In his review, “Making and Looking”, published in the February 6-7, 2016 weekend edition of The Wall Street Journal, Charles Ray writes about Picasso’s 1934 “Woman with Leaves”, one of the many revelatory sculptures in the Museum of Modern Art’s “Picasso Sculpture” exhibit. I have read many reviews and articles about the recently closed exhibit, but this one stands out for its focus on the physical processes involved in making a work of art.  As Ray details them: “… making small impromptu molds from cardboard, filling them with wet plaster, stacking the resulting forms, and imprinting garden textures and shapes of leaves in the plaster…” Ray, a sculptor himself, knows that aesthetics and process are linked.

Call me cynical

In the February 2, 2016 issue of The New York Times (“Upon Closer Review, Credit Goes to Bosch”), Nina Siegel writes about the exciting news that, after a careful study of its under layers by the Bosch Research and Conservation Project– using infrared photography and reflectography– a small 16th century oil on panel “Temptation of St. Anthony” owned by the Nelson-Atkins Museum of Art in Kansas City, MO has been attributed to Hieronymous Bosch.  Julian Zugazagoitia, the museum’s Director and Chief Executive Officer, is quoted as saying, “It’s the same painting, and all of a sudden you see it with more affection.” Call me cynical, but could it be the extra value that is making the painting more lovable?
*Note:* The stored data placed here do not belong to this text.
pub mod block_io;
pub mod file;
pub mod io_stats;
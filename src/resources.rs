//! Process-wide style accounting of memory and open files.
//!
//! A [`Resources`] context is created explicitly and shared (via `Arc`) by every
//! sorter that should draw from the same limits. Sorters register increases and
//! decreases through RAII guards so a failing or abandoned sorter still hands
//! back everything it registered.

use std::fmt;
use std::sync::Arc;
use std::sync::atomic::{AtomicU8, AtomicUsize, Ordering};

use thiserror::Error;
use tracing::{debug, warn};

use crate::error::SortError;

#[derive(Clone, Copy, Debug, PartialEq, Eq)]
pub enum ResourceKind {
    Memory,
    Files,
}

impl fmt::Display for ResourceKind {
    fn fmt(&self, f: &mut fmt::Formatter<'_>) -> fmt::Result {
        match self {
            ResourceKind::Memory => write!(f, "memory"),
            ResourceKind::Files => write!(f, "files"),
        }
    }
}

/// What to do when a registration pushes usage over the limit.
#[derive(Clone, Copy, Debug, PartialEq, Eq)]
pub enum Enforcement {
    Ignore,
    Debug,
    Warn,
    Throw,
}

impl Enforcement {
    fn to_u8(self) -> u8 {
        match self {
            Enforcement::Ignore => 0,
            Enforcement::Debug => 1,
            Enforcement::Warn => 2,
            Enforcement::Throw => 3,
        }
    }

    fn from_u8(v: u8) -> Self {
        match v {
            0 => Enforcement::Ignore,
            1 => Enforcement::Debug,
            2 => Enforcement::Warn,
            _ => Enforcement::Throw,
        }
    }
}

#[derive(Debug, Error)]
#[error("{kind} limit exceeded: requested {requested}, used {used}, limit {limit}")]
pub struct ResourceExhausted {
    pub kind: ResourceKind,
    pub requested: usize,
    pub used: usize,
    pub limit: usize,
}

impl From<ResourceExhausted> for SortError {
    fn from(e: ResourceExhausted) -> Self {
        let available = e.limit.saturating_sub(e.used);
        match e.kind {
            ResourceKind::Memory => SortError::OutOfMemory {
                phase: "memory manager",
                required: e.requested,
                available,
            },
            ResourceKind::Files => SortError::OutOfFiles {
                needed: e.requested,
                available,
            },
        }
    }
}

/// Tracks usage of one resource against a limit.
pub struct ResourceManager {
    kind: ResourceKind,
    used: AtomicUsize,
    limit: AtomicUsize,
    enforcement: AtomicU8,
}

impl ResourceManager {
    pub fn new(kind: ResourceKind, limit: usize, enforcement: Enforcement) -> Self {
        Self {
            kind,
            used: AtomicUsize::new(0),
            limit: AtomicUsize::new(limit),
            enforcement: AtomicU8::new(enforcement.to_u8()),
        }
    }

    pub fn unlimited(kind: ResourceKind) -> Self {
        Self::new(kind, usize::MAX, Enforcement::Ignore)
    }

    pub fn kind(&self) -> ResourceKind {
        self.kind
    }

    pub fn used(&self) -> usize {
        self.used.load(Ordering::SeqCst)
    }

    pub fn limit(&self) -> usize {
        self.limit.load(Ordering::SeqCst)
    }

    pub fn available(&self) -> usize {
        self.limit().saturating_sub(self.used())
    }

    /// Lowering the limit below current usage is allowed and never fails.
    pub fn set_limit(&self, limit: usize) {
        self.limit.store(limit, Ordering::SeqCst);
    }

    pub fn enforcement(&self) -> Enforcement {
        Enforcement::from_u8(self.enforcement.load(Ordering::SeqCst))
    }

    pub fn set_enforcement(&self, enforcement: Enforcement) {
        self.enforcement.store(enforcement.to_u8(), Ordering::SeqCst);
    }

    pub fn register_increase(&self, amount: usize) -> Result<(), ResourceExhausted> {
        let used = self.used.fetch_add(amount, Ordering::SeqCst) + amount;
        let limit = self.limit();
        if used <= limit {
            return Ok(());
        }
        match self.enforcement() {
            Enforcement::Ignore => Ok(()),
            Enforcement::Debug => {
                debug!(kind = %self.kind, used, limit, "resource limit exceeded");
                Ok(())
            }
            Enforcement::Warn => {
                warn!(kind = %self.kind, used, limit, "resource limit exceeded");
                Ok(())
            }
            Enforcement::Throw => {
                self.used.fetch_sub(amount, Ordering::SeqCst);
                Err(ResourceExhausted {
                    kind: self.kind,
                    requested: amount,
                    used: used - amount,
                    limit,
                })
            }
        }
    }

    pub fn register_decrease(&self, amount: usize) {
        let prev = self.used.fetch_sub(amount, Ordering::SeqCst);
        debug_assert!(prev >= amount, "{} usage underflow", self.kind);
    }
}

/// The memory and file managers shared by a group of sorters.
pub struct Resources {
    memory: ResourceManager,
    files: ResourceManager,
}

impl Resources {
    pub fn new(memory_limit: usize, file_limit: usize, enforcement: Enforcement) -> Arc<Self> {
        Arc::new(Self {
            memory: ResourceManager::new(ResourceKind::Memory, memory_limit, enforcement),
            files: ResourceManager::new(ResourceKind::Files, file_limit, enforcement),
        })
    }

    pub fn unlimited() -> Arc<Self> {
        Arc::new(Self {
            memory: ResourceManager::unlimited(ResourceKind::Memory),
            files: ResourceManager::unlimited(ResourceKind::Files),
        })
    }

    pub fn memory(&self) -> &ResourceManager {
        &self.memory
    }

    pub fn files(&self) -> &ResourceManager {
        &self.files
    }

    /// Registers one open file; released when the slot is dropped.
    pub fn acquire_file(self: &Arc<Self>) -> Result<FileSlot, ResourceExhausted> {
        self.files.register_increase(1)?;
        Ok(FileSlot {
            resources: Arc::clone(self),
        })
    }
}

/// One registered open file.
pub struct FileSlot {
    resources: Arc<Resources>,
}

impl Drop for FileSlot {
    fn drop(&mut self) {
        self.resources.files.register_decrease(1);
    }
}

/// Per-sorter memory account that forwards to the shared memory manager.
#[derive(Clone)]
pub struct MemoryBucket {
    resources: Arc<Resources>,
    used: Arc<AtomicUsize>,
}

impl MemoryBucket {
    pub fn new(resources: Arc<Resources>) -> Self {
        Self {
            resources,
            used: Arc::new(AtomicUsize::new(0)),
        }
    }

    pub fn resources(&self) -> &Arc<Resources> {
        &self.resources
    }

    /// Bytes currently reserved through this bucket.
    pub fn used(&self) -> usize {
        self.used.load(Ordering::SeqCst)
    }

    pub fn reserve(&self, bytes: usize) -> Result<Reservation, ResourceExhausted> {
        self.resources.memory.register_increase(bytes)?;
        self.used.fetch_add(bytes, Ordering::SeqCst);
        Ok(Reservation {
            bucket: self.clone(),
            bytes,
        })
    }

    /// Reserves only if the memory manager has room, regardless of enforcement.
    pub fn try_reserve(&self, bytes: usize) -> Option<Reservation> {
        if bytes > self.resources.memory.available() {
            return None;
        }
        self.reserve(bytes).ok()
    }
}

/// Reserved bytes, handed back on drop.
pub struct Reservation {
    bucket: MemoryBucket,
    bytes: usize,
}

impl Reservation {
    pub fn bytes(&self) -> usize {
        self.bytes
    }
}

impl Drop for Reservation {
    fn drop(&mut self) {
        self.bucket.used.fetch_sub(self.bytes, Ordering::SeqCst);
        self.bucket.resources.memory.register_decrease(self.bytes);
    }
}

impl fmt::Debug for Reservation {
    fn fmt(&self, f: &mut fmt::Formatter<'_>) -> fmt::Result {
        write!(f, "Reservation({} b)", self.bytes)
    }
}
//! On-disk encoding of sortable items.
//!
//! Runs are written as a plain concatenation of encoded items. Fixed-size
//! integers are stored little endian; variable-length payloads carry a `u32`
//! length prefix, the same framing the run files use for keys and values.

use std::io::{self, Read, Write};

/// An item that can be spilled to a run file and read back.
pub trait Record: Sized {
    fn write_to<W: Write>(&self, writer: &mut W) -> io::Result<()>;

    fn read_from<R: Read>(reader: &mut R) -> io::Result<Self>;
}

macro_rules! impl_record_for_int {
    ($($t:ty),*) => {
        $(
            impl Record for $t {
                #[inline]
                fn write_to<W: Write>(&self, writer: &mut W) -> io::Result<()> {
                    writer.write_all(&self.to_le_bytes())
                }

                #[inline]
                fn read_from<R: Read>(reader: &mut R) -> io::Result<Self> {
                    let mut buf = [0u8; std::mem::size_of::<$t>()];
                    reader.read_exact(&mut buf)?;
                    Ok(<$t>::from_le_bytes(buf))
                }
            }
        )*
    };
}

impl_record_for_int!(u8, u16, u32, u64, u128, i8, i16, i32, i64, i128);

impl Record for usize {
    fn write_to<W: Write>(&self, writer: &mut W) -> io::Result<()> {
        (*self as u64).write_to(writer)
    }

    fn read_from<R: Read>(reader: &mut R) -> io::Result<Self> {
        let value = u64::read_from(reader)?;
        usize::try_from(value).map_err(|e| io::Error::new(io::ErrorKind::InvalidData, e))
    }
}

fn write_len_prefixed<W: Write>(writer: &mut W, bytes: &[u8]) -> io::Result<()> {
    let len = u32::try_from(bytes.len())
        .map_err(|_| io::Error::new(io::ErrorKind::InvalidInput, "payload exceeds u32 length"))?;
    writer.write_all(&len.to_le_bytes())?;
    writer.write_all(bytes)
}

fn read_len_prefixed<R: Read>(reader: &mut R) -> io::Result<Vec<u8>> {
    let mut len_bytes = [0u8; 4];
    reader.read_exact(&mut len_bytes)?;
    let len = u32::from_le_bytes(len_bytes) as usize;
    // Grows with the bytes actually read, not the claimed length.
    let mut bytes = Vec::new();
    reader.by_ref().take(len as u64).read_to_end(&mut bytes)?;
    if bytes.len() != len {
        return Err(io::Error::new(
            io::ErrorKind::UnexpectedEof,
            format!("length prefix {} runs past the end of the data", len),
        ));
    }
    Ok(bytes)
}

impl Record for Vec<u8> {
    fn write_to<W: Write>(&self, writer: &mut W) -> io::Result<()> {
        write_len_prefixed(writer, self)
    }

    fn read_from<R: Read>(reader: &mut R) -> io::Result<Self> {
        read_len_prefixed(reader)
    }
}

impl Record for String {
    fn write_to<W: Write>(&self, writer: &mut W) -> io::Result<()> {
        write_len_prefixed(writer, self.as_bytes())
    }

    fn read_from<R: Read>(reader: &mut R) -> io::Result<Self> {
        let bytes = read_len_prefixed(reader)?;
        String::from_utf8(bytes).map_err(|e| io::Error::new(io::ErrorKind::InvalidData, e))
    }
}

// Key/value pairs, e.g. `(Vec<u8>, Vec<u8>)` records.
impl<A: Record, B: Record> Record for (A, B) {
    fn write_to<W: Write>(&self, writer: &mut W) -> io::Result<()> {
        self.0.write_to(writer)?;
        self.1.write_to(writer)
    }

    fn read_from<R: Read>(reader: &mut R) -> io::Result<Self> {
        let a = A::read_from(reader)?;
        let b = B::read_from(reader)?;
        Ok((a, b))
    }
}

/// Bytes charged against a memory budget for one buffered item.
#[inline]
pub fn item_size<T>() -> usize {
    std::mem::size_of::<T>().max(1)
}
//! Derivation of run length and fanout from the phase budgets.
//!
//! Every quantity is accounted in bytes using the units below:
//!
//! - an item buffered during formation costs `item_size::<T>()`;
//! - an open run stream costs one block plus [`STREAM_OVERHEAD`];
//! - a merge heap slot costs `size_of::<(T, usize)>()`;
//! - the run catalog costs [`RUN_FILE_FOOTPRINT`] per run file, and holds
//!   `2 * fanout` files for the lifetime of the sort.

use std::fmt;
use std::mem::size_of;

use tracing::debug;

use crate::error::{Result, SortError};
use crate::record::item_size;

pub const DEFAULT_BLOCK_SIZE: usize = 64 * 1024;
/// Bookkeeping of one open stream on top of its block buffer.
pub const STREAM_OVERHEAD: usize = 256;
/// Bookkeeping of one run file in the catalog.
pub const RUN_FILE_FOOTPRINT: usize = 128;
pub const DEFAULT_PHASE_MEMORY: usize = 16 * 1024 * 1024;
pub const DEFAULT_FILES: usize = 253;
pub const MIN_FILES_PHASE_1: usize = 1;
pub const MIN_FILES_PHASE_2: usize = 5;
pub const MIN_FILES_PHASE_3: usize = 5;

/// The three phases with separate budgets.
#[derive(Clone, Copy, Debug, PartialEq, Eq)]
pub enum Phase {
    Formation,
    Merge,
    Drain,
}

impl Phase {
    pub fn index(self) -> usize {
        match self {
            Phase::Formation => 0,
            Phase::Merge => 1,
            Phase::Drain => 2,
        }
    }

    pub fn name(self) -> &'static str {
        match self {
            Phase::Formation => "formation",
            Phase::Merge => "merge",
            Phase::Drain => "drain",
        }
    }
}

pub fn stream_memory(block_size: usize) -> usize {
    block_size + STREAM_OVERHEAD
}

pub fn heap_entry_size<T>() -> usize {
    size_of::<(T, usize)>().max(1)
}

pub fn catalog_memory(fanout: usize) -> usize {
    2 * fanout * RUN_FILE_FOOTPRINT
}

/// Merging `fanout` runs into one: input streams, heap, output stream, catalog.
pub fn fanout_memory_usage<T>(fanout: usize, block_size: usize) -> usize {
    fanout * (stream_memory(block_size) + heap_entry_size::<T>())
        + stream_memory(block_size)
        + catalog_memory(fanout)
}

/// Draining a merge of `final_fanout` runs; no output stream.
pub fn final_memory_usage<T>(final_fanout: usize, fanout: usize, block_size: usize) -> usize {
    final_fanout * (stream_memory(block_size) + heap_entry_size::<T>()) + catalog_memory(fanout)
}

#[derive(Clone, Debug, PartialEq, Eq)]
pub struct SortParameters {
    /// Items per leaf run.
    pub run_length: usize,
    /// Runs merged per intermediate merge.
    pub fanout: usize,
    /// Runs merged by the draining merger.
    pub final_fanout: usize,
    /// Largest item count that may stay in memory through all three phases.
    pub internal_report_threshold: usize,
    pub memory_phase_1: usize,
    pub memory_phase_2: usize,
    pub memory_phase_3: usize,
    pub files_phase_1: usize,
    pub files_phase_2: usize,
    pub files_phase_3: usize,
    pub block_size: usize,
}

impl fmt::Display for SortParameters {
    fn fmt(&self, f: &mut fmt::Formatter) -> fmt::Result {
        writeln!(f, "Sort parameters:")?;
        writeln!(
            f,
            "  Memory: phase 1 = {} b, phase 2 = {} b, phase 3 = {} b",
            self.memory_phase_1, self.memory_phase_2, self.memory_phase_3
        )?;
        writeln!(
            f,
            "  Files: phase 1 = {}, phase 2 = {}, phase 3 = {}",
            self.files_phase_1, self.files_phase_2, self.files_phase_3
        )?;
        writeln!(f, "  Block size: {} b", self.block_size)?;
        writeln!(f, "  Run length: {}", self.run_length)?;
        writeln!(f, "  Fanout: {}", self.fanout)?;
        writeln!(f, "  Final fanout: {}", self.final_fanout)?;
        write!(
            f,
            "  Internal report threshold: {}",
            self.internal_report_threshold
        )
    }
}

/// Budgets the parameters are derived from.
#[derive(Clone, Copy, Debug)]
pub struct Budgets {
    pub memory: [usize; 3],
    pub files: [usize; 3],
    pub block_size: usize,
}

impl Default for Budgets {
    fn default() -> Self {
        Self {
            memory: [DEFAULT_PHASE_MEMORY; 3],
            files: [DEFAULT_FILES; 3],
            block_size: DEFAULT_BLOCK_SIZE,
        }
    }
}

impl SortParameters {
    /// Derives the largest fanouts and run length that fit the budgets.
    pub fn calculate<T>(budgets: &Budgets) -> Result<Self> {
        let [m1, m2, m3] = budgets.memory;
        let [f1, f2, f3] = budgets.files;
        let block = budgets.block_size;
        let item = item_size::<T>();

        // Largest fanout in [2, f2 - 2) whose merge fits in m2.
        let min_merge = fanout_memory_usage::<T>(2, block);
        if min_merge > m2 {
            return Err(SortError::OutOfMemory {
                phase: Phase::Merge.name(),
                required: min_merge,
                available: m2,
            });
        }
        let mut lo = 2;
        let mut hi = f2.saturating_sub(2).max(3);
        while lo + 1 < hi {
            let mid = lo + (hi - lo) / 2;
            if fanout_memory_usage::<T>(mid, block) <= m2 {
                lo = mid;
            } else {
                hi = mid;
            }
        }
        let fanout = lo;

        let min_final = final_memory_usage::<T>(2, fanout, block);
        if min_final > m3 {
            return Err(SortError::OutOfMemory {
                phase: Phase::Drain.name(),
                required: min_final,
                available: m3,
            });
        }
        let mut final_fanout = fanout.min(f3.saturating_sub(2)).max(2);
        while final_fanout > 2 && final_memory_usage::<T>(final_fanout, fanout, block) > m3 {
            final_fanout -= 1;
        }

        let fixed = stream_memory(block) + catalog_memory(fanout);
        let run_length = m1.saturating_sub(fixed) / item;
        if run_length == 0 {
            return Err(SortError::OutOfMemory {
                phase: Phase::Formation.name(),
                required: fixed + item,
                available: m1,
            });
        }

        let smallest = m1.min(m2).min(m3);
        let internal_report_threshold =
            run_length.min(smallest.saturating_sub(catalog_memory(fanout)) / item);

        let params = Self {
            run_length,
            fanout,
            final_fanout,
            internal_report_threshold,
            memory_phase_1: m1,
            memory_phase_2: m2,
            memory_phase_3: m3,
            files_phase_1: f1,
            files_phase_2: f2,
            files_phase_3: f3,
            block_size: block,
        };
        debug!(
            run_length,
            fanout,
            final_fanout,
            internal_report_threshold,
            "calculated sort parameters"
        );
        Ok(params)
    }

    /// Uses caller-chosen run length and fanout instead of deriving them.
    pub fn explicit(run_length: usize, fanout: usize, budgets: &Budgets) -> Result<Self> {
        validate_explicit(run_length, fanout)?;
        if fanout + 2 > budgets.files[1] {
            return Err(SortError::OutOfFiles {
                needed: fanout + 2,
                available: budgets.files[1],
            });
        }
        Ok(Self {
            run_length,
            fanout,
            final_fanout: fanout,
            internal_report_threshold: run_length,
            memory_phase_1: budgets.memory[0],
            memory_phase_2: budgets.memory[1],
            memory_phase_3: budgets.memory[2],
            files_phase_1: budgets.files[0],
            files_phase_2: budgets.files[1],
            files_phase_3: budgets.files[2],
            block_size: budgets.block_size,
        })
    }

    pub fn memory_usage_phase_1<T>(&self) -> usize {
        self.run_length * item_size::<T>()
            + stream_memory(self.block_size)
            + catalog_memory(self.fanout)
    }

    pub fn memory_usage_phase_2<T>(&self) -> usize {
        fanout_memory_usage::<T>(self.fanout, self.block_size)
    }

    pub fn memory_usage_phase_3<T>(&self) -> usize {
        final_memory_usage::<T>(self.final_fanout, self.fanout, self.block_size)
    }
}

pub(crate) fn validate_explicit(run_length: usize, fanout: usize) -> Result<()> {
    if run_length == 0 {
        return Err(SortError::InvalidParameters(
            "run length must be at least 1".to_string(),
        ));
    }
    if fanout < 2 {
        return Err(SortError::InvalidParameters(format!(
            "fanout must be at least 2, got {}",
            fanout
        )));
    }
    Ok(())
}

pub fn minimum_memory_phase_1<T>(block_size: usize) -> usize {
    item_size::<T>() + stream_memory(block_size) + catalog_memory(2)
}

pub fn minimum_memory_phase_2<T>(block_size: usize) -> usize {
    fanout_memory_usage::<T>(2, block_size)
}

pub fn minimum_memory_phase_3<T>(block_size: usize) -> usize {
    final_memory_usage::<T>(2, 2, block_size)
}
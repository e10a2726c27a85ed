use std::fs::File;
use std::io::{self, BufRead, BufReader, BufWriter, Write};
use std::path::PathBuf;

use clap::Parser;
use tracing::info;

use runmerge::{MergeSorter, Resources};

#[derive(Parser, Debug)]
#[command(name = "runmerge", version, about = "Sort u64 values with bounded memory")]
struct Args {
    /// Input file with one value per line. Reads stdin when omitted.
    #[arg(long)]
    input: Option<PathBuf>,

    /// Memory budget in MiB for every phase.
    #[arg(long)]
    memory: Option<usize>,
    /// Formation budget in MiB.
    #[arg(long)]
    m1: Option<usize>,
    /// Merge budget in MiB.
    #[arg(long)]
    m2: Option<usize>,
    /// Drain budget in MiB.
    #[arg(long)]
    m3: Option<usize>,

    /// Fix the run length instead of deriving it. Needs --fanout.
    #[arg(long = "run-length", requires = "fanout")]
    run_length: Option<usize>,
    #[arg(long, requires = "run_length")]
    fanout: Option<usize>,

    #[arg(long = "block-size", default_value_t = 64 * 1024)]
    block_size: usize,
    #[arg(long = "temp-dir")]
    temp_dir: Option<PathBuf>,

    /// Evacuate before draining and again halfway through.
    #[arg(long, default_value_t = false)]
    evacuate: bool,

    #[arg(short, long, default_value_t = false)]
    verbose: bool,
}

const MIB: usize = 1024 * 1024;

fn main() -> Result<(), Box<dyn std::error::Error>> {
    let args = Args::parse();

    let level = if args.verbose { "runmerge=debug" } else { "runmerge=info" };
    tracing_subscriber::fmt()
        .with_writer(io::stderr)
        .with_env_filter(tracing_subscriber::EnvFilter::from_default_env().add_directive(level.parse()?))
        .init();

    let mut sorter = MergeSorter::natural(Resources::unlimited());
    if let Some(total) = args.memory {
        sorter.set_available_memory_total(total * MIB)?;
    }
    if args.m1.is_some() || args.m2.is_some() || args.m3.is_some() {
        let default = args.memory.map(|m| m * MIB);
        let pick = |m: Option<usize>| m.map(|m| m * MIB).or(default);
        if let (Some(m1), Some(m2), Some(m3)) = (pick(args.m1), pick(args.m2), pick(args.m3)) {
            sorter.set_available_memory(m1, m2, m3)?;
        } else {
            return Err("--m1, --m2 and --m3 must be given together unless --memory is set".into());
        }
    }
    if let (Some(run_length), Some(fanout)) = (args.run_length, args.fanout) {
        sorter.set_parameters(run_length, fanout)?;
    }
    sorter.set_block_size(args.block_size)?;
    if let Some(dir) = &args.temp_dir {
        sorter.set_temp_dir(dir)?;
    }

    let reader: Box<dyn BufRead> = match &args.input {
        Some(path) => Box::new(BufReader::new(File::open(path)?)),
        None => Box::new(BufReader::new(io::stdin())),
    };

    sorter.begin()?;
    for (line_no, line) in reader.lines().enumerate() {
        let line = line?;
        let trimmed = line.trim();
        if trimmed.is_empty() {
            continue;
        }
        let value: u64 = trimmed
            .parse()
            .map_err(|e| format!("line {}: {:?}: {}", line_no + 1, trimmed, e))?;
        sorter.push(value)?;
    }
    sorter.end()?;

    let mut last_reported = 0;
    sorter.calc(&mut |done: u64, total: u64| {
        if total > 0 && done * 10 / total > last_reported {
            last_reported = done * 10 / total;
            info!("merged {} of {} items", done, total);
        }
    })?;

    let total = sorter.item_count();
    if args.evacuate {
        sorter.evacuate()?;
    }

    let stdout = io::stdout();
    let mut out = BufWriter::new(stdout.lock());
    let mut written = 0u64;
    while sorter.can_pull()? {
        writeln!(out, "{}", sorter.pull()?)?;
        written += 1;
        if args.evacuate && written == total / 2 {
            sorter.evacuate()?;
            info!(
                resident = sorter.resident_memory(),
                temp_bytes = sorter.temp_storage_usage(),
                "evacuated mid-drain"
            );
        }
    }
    out.flush()?;

    eprint!("{}", sorter.stats());
    Ok(())
}
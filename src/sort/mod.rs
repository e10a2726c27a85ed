pub mod catalog;
pub mod evacuation;
pub mod formation;
pub mod merge_heap;
pub mod merger;
pub mod params;
pub mod progress;
pub mod run;
pub mod sorter;

pub use self::sorter::{MergeSorter, SorterState};
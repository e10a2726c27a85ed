//! State of a sorter whose resident buffers were moved to run files.

use std::vec;

use tracing::debug;

use crate::error::Result;
use crate::record::Record;
use crate::resources::Reservation;
use crate::sort::catalog::RunCatalog;
use crate::sort::formation::write_sorted_run;
use crate::sort::merger::StreamContext;
use crate::sort::run::{RunCursor, RunDescriptor};

/// Where an evacuated sorter picks up again.
#[derive(Clone, Copy, Debug, PartialEq, Eq)]
pub enum Resume {
    /// Before `calc()`; the runs wait in the catalog.
    Ready,
    /// After `calc()`, nothing pulled yet.
    Built,
    /// Mid-drain.
    Draining,
}

#[derive(Debug)]
pub struct EvacuatedState {
    pub resume: Resume,
    /// Inputs of the draining merge, in tie-break order. Unused for `Resume::Ready`.
    pub inputs: Vec<RunCursor>,
}

impl EvacuatedState {
    pub fn new(resume: Resume, inputs: Vec<RunCursor>) -> Self {
        Self { resume, inputs }
    }

    /// Items the draining merge still has to return.
    pub fn pending_items(&self) -> u64 {
        self.inputs.iter().map(|c| c.remaining).sum()
    }
}

/// Writes sorted items that never left memory to a leaf run and gives their
/// memory back. Returns `None` when there was nothing left to write.
pub fn spill_items<T: Record>(
    ctx: &StreamContext,
    catalog: &mut RunCatalog,
    items: vec::IntoIter<T>,
    memory: Reservation,
) -> Result<Option<RunDescriptor>> {
    if items.as_slice().is_empty() {
        return Ok(None);
    }
    let count = items.len();
    let (run, elapsed_ms) = write_sorted_run(ctx, catalog, 0, items)?;
    drop(memory);
    debug!(items = count, bytes = run.bytes, elapsed_ms = elapsed_ms as u64, "evacuated resident items");
    Ok(Some(run))
}
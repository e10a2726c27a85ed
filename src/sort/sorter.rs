//! The three-phase merge sorter.
//!
//! ```text
//! Initial --begin()--> Forming --end()--> Ready --calc()--> Built --pull()--> Draining --> Closed
//! ```
//!
//! `evacuate()` moves a `Ready`, `Built` or `Draining` sorter to `Evacuated`,
//! from which the next `calc()`, `can_pull()` or `pull()` continues where it
//! left off. A fatal error moves the sorter to `Failed` and releases every
//! file and memory registration it holds.

use std::mem;
use std::path::PathBuf;
use std::sync::Arc;
use std::time::Instant;
use std::vec;

use tracing::{debug, warn};

use crate::compare::{Compare, NaturalOrder};
use crate::diskio::io_stats::IoStatsTracker;
use crate::error::{Result, SortError};
use crate::record::Record;
use crate::resources::{Enforcement, MemoryBucket, Reservation, Resources};
use crate::sort::catalog::RunCatalog;
use crate::sort::evacuation::{EvacuatedState, Resume, spill_items};
use crate::sort::formation::{RunBuffer, write_sorted_run};
use crate::sort::merger::{Merger, StreamContext, merge_runs};
use crate::sort::params::{
    Budgets, MIN_FILES_PHASE_1, MIN_FILES_PHASE_2, MIN_FILES_PHASE_3, Phase, SortParameters,
    catalog_memory, validate_explicit,
};
use crate::sort::progress::{NoProgress, Progress, ProgressTracker};
use crate::sort::run::RunCursor;
use crate::{MergeStats, RunGenerationStats, RunInfo, SortStats};

/// Lifecycle of a [`MergeSorter`].
#[derive(Clone, Copy, Debug, PartialEq, Eq)]
pub enum SorterState {
    Initial,
    Forming,
    /// Formation ended, merge tree not built yet.
    Ready,
    /// Merge tree built, nothing pulled yet.
    Built,
    Draining,
    Evacuated,
    Closed,
    Failed,
}

/// Data between `end()` and the last `pull()`.
enum Output<T> {
    /// Sorted items that never left memory.
    Internal {
        items: vec::IntoIter<T>,
        memory: Reservation,
    },
    /// Runs waiting in the catalog for `calc()`.
    Pending,
    /// The draining merge.
    Merging(Merger<T>),
}

enum Stage<T> {
    Initial,
    Forming(RunBuffer<T>),
    Ready(Output<T>),
    Built(Output<T>),
    Draining(Output<T>),
    Evacuated(EvacuatedState),
    Closed,
    Failed,
}

impl<T> Stage<T> {
    fn state(&self) -> SorterState {
        match self {
            Stage::Initial => SorterState::Initial,
            Stage::Forming(_) => SorterState::Forming,
            Stage::Ready(_) => SorterState::Ready,
            Stage::Built(_) => SorterState::Built,
            Stage::Draining(_) => SorterState::Draining,
            Stage::Evacuated(_) => SorterState::Evacuated,
            Stage::Closed => SorterState::Closed,
            Stage::Failed => SorterState::Failed,
        }
    }
}

/// Run files and the memory charged for their bookkeeping, from `begin()`
/// until the sorter closes or fails.
struct Session {
    catalog: RunCatalog,
    _catalog_memory: Reservation,
}

/// Shape of the merge work `calc()` has left to do.
#[derive(Clone, Copy, Debug, Default, PartialEq, Eq)]
struct MergePlan {
    /// Intermediate merge passes, the final-fanout merge included.
    passes: usize,
    /// Items written by those passes.
    items_to_write: u64,
    /// Most files open at once, the draining merge included.
    max_open_files: usize,
    /// Inputs of the draining merge.
    final_inputs: usize,
}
An upheaval in the shared perception of what the past looked like

In the February 2, 2016 issue of The New York Times (“Temple of Dendur’s Lost Colors Brought to Life”), Joshua Barone describes how the Metropolitan Museum of Art’s MediaLab has created digital projections which restore the original painted colors  to one section of the Temple of Dendur. He notes that the MediaLab will be working on other projections. Remembering how it was long thought that Michelangelo was a draftsman rather than a colorist until the restoration of the Sistine Ceiling undermined that notion, one can only imagine the upheaval  in the shared perception of what the past looked like that such digital restorations will bring.

Pity the famous masterpieces that have undergone very many restoration campaigns

In the January 16-17, 2016 issue of The Wall Street Journal, Inti Landauro writes about the forthcoming restoration of the Louvre’s “St John the Baptist” by Leonardo da Vinci (“Another Leonardo to Come Clean”). In the article Landauro mentions that, while the “Mona Lisa” does not need treatment at this time, it is inevitable that it will undergo another restoration in the future. Think of all the lesser known works (or privately owned works) which have for the most part been left alone over the centuries and pity the famous masterpieces that have undergone very many restoration campaigns, some of them unnecessary or disastrous.